The 16-nation currency rose to an eight-week high against the dollar as the European Central Bank kept its main interest rate at a record low 1 percent amid speculation that regional regulators conducting stress tests on banks were assuming smaller losses on Greek bonds than some investors anticipated. The yen fell versus all 16 of its most-traded peers after the International Monetary Fund raised its global growth forecast.
“The revised forecasts from the IMF have given the market an opportunity to rebound from its risk-averse sentiment,” said Audrey Childe-Freeman, a senior currency strategist at Brown Brother Harriman Ltd. in London. “Near term, the euro can rally further, while further down the road there are still many negatives for the euro.”
The euro rose to 111.50 yen as of 12:55 p.m. in London, from 110.84 yesterday in New York, after reaching 112.01, the most since June 22. It climbed to $1.2655, from $1.2638, after earlier rising to $1.2688, the highest level since May 12. The yen weakened 0.4 percent to 88.09 per dollar.
The MSCI World Index of shares gained 0.6 percent and the Stoxx Europe 600 Index added 0.7 percent.
Pound Declines
The pound fell against the euro and the dollar after the Bank of England kept its bond-buying stimulus plan unchanged and left its benchmark interest rate at a record low 0.5 percent to prevent the economic recovery from stalling. Halifax said U.K. house prices fell 0.6 percent in June from a month earlier. Manufacturing output climbed 0.3 percent in May after a revised drop of 0.8 percent in April, twice the rate of decline previously estimated, according to data today from the Office for National Statistics.
The pound dropped 0.3 percent to $1.5144 and depreciated 0.4 percent to 83.54 pence per euro.
The Australian dollar climbed against all but one of its 16 most-traded counterparts after a report showed employers in the nation added three times more jobs in June than economists predicted.

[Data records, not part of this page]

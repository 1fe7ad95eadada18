#![deny(missing_docs)]

//! # CLI Errors
//!
//! Error types for the CLI crate.

use derive_more::{Display, From};
use oas_raml_core::AppError;

/// Main error enum for CLI operations.
#[derive(Debug, Display, From)]
pub enum CliError {
    /// IO Error wrapper.
    #[display("IO Error: {}", _0)]
    Io(std::io::Error),

    /// Conversion failure reported by the core library.
    #[display("{}", _0)]
    Convert(AppError),

    /// Remote input could not be fetched.
    #[from(ignore)]
    #[display("Failed to fetch {}: {}", url, message)]
    Fetch {
        /// The requested URL.
        url: String,
        /// Message reported by the HTTP client.
        message: String,
    },

    /// General failure message.
    #[display("Operation failed: {}", _0)]
    General(String),
}

/// `General(String)` holds no error source, so the trait is implemented by hand.
impl std::error::Error for CliError {}

/// Result type alias.
pub type CliResult<T> = Result<T, CliError>;

#[cfg(test)]
mod tests {
    use super::*;

    #[test]
    fn test_core_errors_convert() {
        let err: CliError = AppError::UnsupportedFormat("oas30".into()).into();
        assert_eq!(err.to_string(), "Unsupported format: oas30");
    }

    #[test]
    fn test_fetch_display() {
        let err = CliError::Fetch {
            url: "https://example.com/api.raml".into(),
            message: "status code 404".into(),
        };
        assert_eq!(
            err.to_string(),
            "Failed to fetch https://example.com/api.raml: status code 404"
        );
    }
}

Job growth increased by 45,900, after rising a revised 22,800 in May, the statistics bureau said in Sydney. Economists forecast a gain of 15,000, according to a Bloomberg survey of 22 economists.
The Aussie gained 1 percent to 87.29 U.S. cents and climbed 1.4 percent to 76.87 yen.
Forecast Raised
The IMF said in its World Economic Outlook that the global economy will expand 4.6 percent in 2010, the most since 2007, compared with an April projection of 4.2 percent.

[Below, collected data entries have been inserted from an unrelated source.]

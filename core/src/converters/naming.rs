//! # Shared Component Naming
//!
//! Trait-provided parameters and responses become shared components when the
//! target cannot express traits. Their keys encode both names.

/// Separator style for trait field keys.
#[derive(Debug, Clone, Copy, PartialEq, Eq)]
pub enum TraitKeyStyle {
    /// `trait:<trait>:<field>` (RAML, Swagger 2.0).
    Colon,
    /// `trait_<trait>_<field>` for targets whose component keys forbid `:`.
    Underscore,
}

const TRAIT_PREFIX: &str = "trait";

/// Builds the key of a trait-provided field.
pub fn trait_field_key(style: TraitKeyStyle, trait_name: &str, field: &str) -> String {
    match style {
        TraitKeyStyle::Colon => format!("{}:{}:{}", TRAIT_PREFIX, trait_name, field),
        TraitKeyStyle::Underscore => format!("{}_{}_{}", TRAIT_PREFIX, trait_name, field),
    }
}

/// Splits a colon style key into `(trait, field)`.
///
/// The field part may itself contain `:`; only the first two separators count.
pub fn parse_trait_field_key(key: &str) -> Option<(String, String)> {
    let mut parts = key.splitn(3, ':');
    if parts.next()? != TRAIT_PREFIX {
        return None;
    }
    let trait_name = parts.next()?;
    let field = parts.next()?;
    if trait_name.is_empty() || field.is_empty() {
        return None;
    }
    Some((trait_name.to_string(), field.to_string()))
}

#[cfg(test)]
mod tests {
    use super::*;

    #[test]
    fn test_trait_field_key_styles() {
        assert_eq!(
            trait_field_key(TraitKeyStyle::Colon, "paged", "page"),
            "trait:paged:page"
        );
        assert_eq!(
            trait_field_key(TraitKeyStyle::Underscore, "paged", "page"),
            "trait_paged_page"
        );
    }

    #[test]
    fn test_parse_trait_field_key() {
        assert_eq!(
            parse_trait_field_key("trait:search:200"),
            Some(("search".into(), "200".into()))
        );
        assert_eq!(
            parse_trait_field_key("trait:a:b:c"),
            Some(("a".into(), "b:c".into()))
        );
        assert_eq!(parse_trait_field_key("limit"), None);
        assert_eq!(parse_trait_field_key("trait::x"), None);
    }
}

The euro climbed to a two-week high against the yen on speculation stress tests for European banks will ease concerns about the health of the region’s financial system.

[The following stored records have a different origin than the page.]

//! # Resource Model
//!
//! Resources form a tree keyed by path; each owns its methods.

use crate::model::security::SecurityRequirement;
use crate::model::{Annotation, Definition, ExternalDocs};
use serde_json::Value;
use std::fmt;
use std::str::FromStr;

/// HTTP verbs supported by every format.
#[derive(Debug, Clone, Copy, PartialEq, Eq, Hash)]
pub enum HttpMethod {
    /// GET.
    Get,
    /// PUT.
    Put,
    /// POST.
    Post,
    /// DELETE.
    Delete,
    /// OPTIONS.
    Options,
    /// HEAD.
    Head,
    /// PATCH.
    Patch,
}

impl HttpMethod {
    /// Every verb in the order exporters write them.
    pub const ALL: [HttpMethod; 7] = [
        HttpMethod::Get,
        HttpMethod::Put,
        HttpMethod::Post,
        HttpMethod::Delete,
        HttpMethod::Options,
        HttpMethod::Head,
        HttpMethod::Patch,
    ];

    /// Lowercase wire name.
    pub fn as_str(self) -> &'static str {
        match self {
            HttpMethod::Get => "get",
            HttpMethod::Put => "put",
            HttpMethod::Post => "post",
            HttpMethod::Delete => "delete",
            HttpMethod::Options => "options",
            HttpMethod::Head => "head",
            HttpMethod::Patch => "patch",
        }
    }
}

impl fmt::Display for HttpMethod {
    fn fmt(&self, f: &mut fmt::Formatter<'_>) -> fmt::Result {
        write!(f, "{}", self.as_str())
    }
}

impl FromStr for HttpMethod {
    type Err = String;

    fn from_str(s: &str) -> Result<Self, Self::Err> {
        HttpMethod::ALL
            .iter()
            .copied()
            .find(|m| m.as_str() == s)
            .ok_or_else(|| format!("unknown HTTP method '{}'", s))
    }
}

/// Where a parameter travels.
#[derive(Debug, Clone, Copy, PartialEq, Eq, Hash)]
pub enum ParameterLocation {
    /// Query string.
    Query,
    /// Header.
    Header,
    /// URI template variable.
    Path,
    /// Form field.
    FormData,
}

impl ParameterLocation {
    /// Swagger `in` value.
    pub fn as_str(self) -> &'static str {
        match self {
            ParameterLocation::Query => "query",
            ParameterLocation::Header => "header",
            ParameterLocation::Path => "path",
            ParameterLocation::FormData => "formData",
        }
    }
}

impl fmt::Display for ParameterLocation {
    fn fmt(&self, f: &mut fmt::Formatter<'_>) -> fmt::Result {
        write!(f, "{}", self.as_str())
    }
}

impl FromStr for ParameterLocation {
    type Err = String;

    fn from_str(s: &str) -> Result<Self, Self::Err> {
        match s {
            "query" => Ok(ParameterLocation::Query),
            "header" => Ok(ParameterLocation::Header),
            "path" => Ok(ParameterLocation::Path),
            "formData" => Ok(ParameterLocation::FormData),
            other => Err(format!("unknown parameter location '{}'", other)),
        }
    }
}

/// A named parameter or header.
#[derive(Debug, Clone, PartialEq)]
pub struct Parameter {
    /// Name.
    pub name: String,
    /// Location.
    pub location: ParameterLocation,
    /// Display name.
    pub display_name: Option<String>,
    /// Description.
    pub description: Option<String>,
    /// Inline type. `None` when `reference` is set.
    pub definition: Option<Definition>,
    /// Whether the parameter must be sent.
    pub required: bool,
    /// Pointer to a shared or trait-provided parameter.
    pub reference: Option<String>,
    /// Swagger `collectionFormat`.
    pub collection_format: Option<String>,
    /// Swagger `allowEmptyValue`.
    pub allow_empty_value: Option<bool>,
    /// RAML 0.8 `repeat`.
    pub repeat: Option<bool>,
    /// Annotations.
    pub annotations: Vec<Annotation>,
}

/// Headers share the parameter shape.
pub type Header = Parameter;

impl Parameter {
    /// Creates a parameter with an inline definition.
    pub fn new(
        name: impl Into<String>,
        location: ParameterLocation,
        definition: Definition,
        required: bool,
    ) -> Self {
        Parameter {
            name: name.into(),
            location,
            display_name: None,
            description: None,
            definition: Some(definition),
            required,
            reference: None,
            collection_format: None,
            allow_empty_value: None,
            repeat: None,
            annotations: Vec::new(),
        }
    }

    /// Creates a stub that points at a shared parameter.
    pub fn reference_to(
        name: impl Into<String>,
        location: ParameterLocation,
        reference: impl Into<String>,
        required: bool,
    ) -> Self {
        Parameter {
            definition: None,
            reference: Some(reference.into()),
            ..Parameter::new(name, location, Definition::default(), required)
        }
    }
}

/// A request or response payload for one media type.
#[derive(Debug, Clone, PartialEq, Default)]
pub struct Body {
    /// Media type; `None` means "the document default".
    pub mime_type: Option<String>,
    /// Description.
    pub description: Option<String>,
    /// Payload type.
    pub definition: Option<Definition>,
    /// Whether the body must be sent.
    pub required: bool,
    /// Swagger body parameter name.
    pub name: Option<String>,
    /// Annotations.
    pub annotations: Vec<Annotation>,
}

/// A response for one status code.
#[derive(Debug, Clone, PartialEq, Default)]
pub struct Response {
    /// Status code, or `default`.
    pub http_status_code: String,
    /// Description.
    pub description: Option<String>,
    /// Response headers.
    pub headers: Vec<Header>,
    /// Response bodies.
    pub bodies: Vec<Body>,
    /// Pointer to a shared or trait-provided response.
    pub reference: Option<String>,
    /// Annotations.
    pub annotations: Vec<Annotation>,
}

/// A reference to a trait or resource type, with template parameter values.
#[derive(Debug, Clone, PartialEq, Default)]
pub struct TemplateRef {
    /// Name of the trait / resource type.
    pub name: String,
    /// Values for `<<placeholder>>` substitution.
    pub parameters: Vec<(String, Value)>,
}

impl TemplateRef {
    /// A reference without parameters.
    pub fn named(name: impl Into<String>) -> Self {
        TemplateRef {
            name: name.into(),
            parameters: Vec::new(),
        }
    }
}

/// An operation.
#[derive(Debug, Clone, PartialEq)]
pub struct Method {
    /// HTTP verb.
    pub method: HttpMethod,
    /// Copy of the owning resource's path.
    pub path: String,
    /// Operation identifier (Swagger `operationId`, RAML `displayName`).
    pub name: Option<String>,
    /// Swagger `summary`.
    pub summary: Option<String>,
    /// Description.
    pub description: Option<String>,
    /// Request headers.
    pub headers: Vec<Header>,
    /// Request bodies.
    pub bodies: Vec<Body>,
    /// Form fields (Swagger `formData`).
    pub form_bodies: Vec<Parameter>,
    /// Query parameters.
    pub parameters: Vec<Parameter>,
    /// RAML `queryString`.
    pub query_strings: Vec<Parameter>,
    /// Responses.
    pub responses: Vec<Response>,
    /// Applied traits.
    pub is: Vec<TemplateRef>,
    /// Security requirements.
    pub secured_by: Vec<SecurityRequirement>,
    /// Produced media types.
    pub produces: Vec<String>,
    /// Consumed media types.
    pub consumes: Vec<String>,
    /// Protocols, lowercase.
    pub protocols: Vec<String>,
    /// Tags.
    pub tags: Vec<String>,
    /// Deprecated flag.
    pub deprecated: bool,
    /// External documentation.
    pub external_docs: Option<ExternalDocs>,
    /// Annotations.
    pub annotations: Vec<Annotation>,
}

impl Method {
    /// Creates an empty method.
    pub fn new(method: HttpMethod, path: impl Into<String>) -> Self {
        Method {
            method,
            path: path.into(),
            name: None,
            summary: None,
            description: None,
            headers: Vec::new(),
            bodies: Vec::new(),
            form_bodies: Vec::new(),
            parameters: Vec::new(),
            query_strings: Vec::new(),
            responses: Vec::new(),
            is: Vec::new(),
            secured_by: Vec::new(),
            produces: Vec::new(),
            consumes: Vec::new(),
            protocols: Vec::new(),
            tags: Vec::new(),
            deprecated: false,
            external_docs: None,
            annotations: Vec::new(),
        }
    }

    /// Finds a response by status code.
    pub fn find_response(&self, code: &str) -> Option<&Response> {
        self.responses.iter().find(|r| r.http_status_code == code)
    }

    /// Returns true when the method applies the named trait.
    pub fn applies_trait(&self, name: &str) -> bool {
        self.is.iter().any(|t| t.name == name)
    }
}

/// A node of the path tree.
#[derive(Debug, Clone, PartialEq)]
pub struct Resource {
    /// Absolute path.
    pub path: String,
    /// Path relative to the parent resource.
    pub relative_path: String,
    /// Absolute path of the parent, `None` at top level.
    pub parent_path: Option<String>,
    /// Display name.
    pub display_name: Option<String>,
    /// Description.
    pub description: Option<String>,
    /// Methods.
    pub methods: Vec<Method>,
    /// Nested resources.
    pub resources: Vec<Resource>,
    /// URI parameters.
    pub parameters: Vec<Parameter>,
    /// Applied resource type.
    pub resource_type: Option<TemplateRef>,
    /// Traits applied to every method.
    pub is: Vec<TemplateRef>,
    /// Security requirements for every method.
    pub secured_by: Vec<SecurityRequirement>,
    /// Annotations.
    pub annotations: Vec<Annotation>,
}

impl Resource {
    /// Creates an empty resource.
    pub fn new(
        path: impl Into<String>,
        relative_path: impl Into<String>,
        parent_path: Option<String>,
    ) -> Self {
        Resource {
            path: path.into(),
            relative_path: relative_path.into(),
            parent_path,
            display_name: None,
            description: None,
            methods: Vec::new(),
            resources: Vec::new(),
            parameters: Vec::new(),
            resource_type: None,
            is: Vec::new(),
            secured_by: Vec::new(),
            annotations: Vec::new(),
        }
    }

    /// Finds a method by verb.
    pub fn find_method(&self, verb: HttpMethod) -> Option<&Method> {
        self.methods.iter().find(|m| m.method == verb)
    }
}

#[cfg(test)]
mod tests {
    use super::*;

    #[test]
    fn test_http_method_round_trip() {
        for verb in HttpMethod::ALL {
            assert_eq!(verb.as_str().parse::<HttpMethod>().unwrap(), verb);
        }
        assert!("trace".parse::<HttpMethod>().is_err());
    }

    #[test]
    fn test_parameter_location_parse() {
        assert_eq!(
            "formData".parse::<ParameterLocation>().unwrap(),
            ParameterLocation::FormData
        );
        assert!("cookie".parse::<ParameterLocation>().is_err());
    }

    #[test]
    fn test_reference_stub_has_no_definition() {
        let p =
            Parameter::reference_to("page", ParameterLocation::Query, "trait:paged:page", false);
        assert!(p.definition.is_none());
        assert_eq!(p.reference.as_deref(), Some("trait:paged:page"));
    }
}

European regulators have told lenders their planned tests may assume a loss of about 17 percent on Greek debt and 3 percent on Spanish bonds, according to two people briefed on the talks. Credit markets are pricing in losses of about 60 percent on Greek bonds should the government default.
“What the stress-test results might do is help to calm investor nerves,” said Khoon Goh, senior market economist at ANZ National Bank Ltd. in Wellington. “Investors are starting to reduce exposure in dollars and diversify into euros.”
‘More Confident’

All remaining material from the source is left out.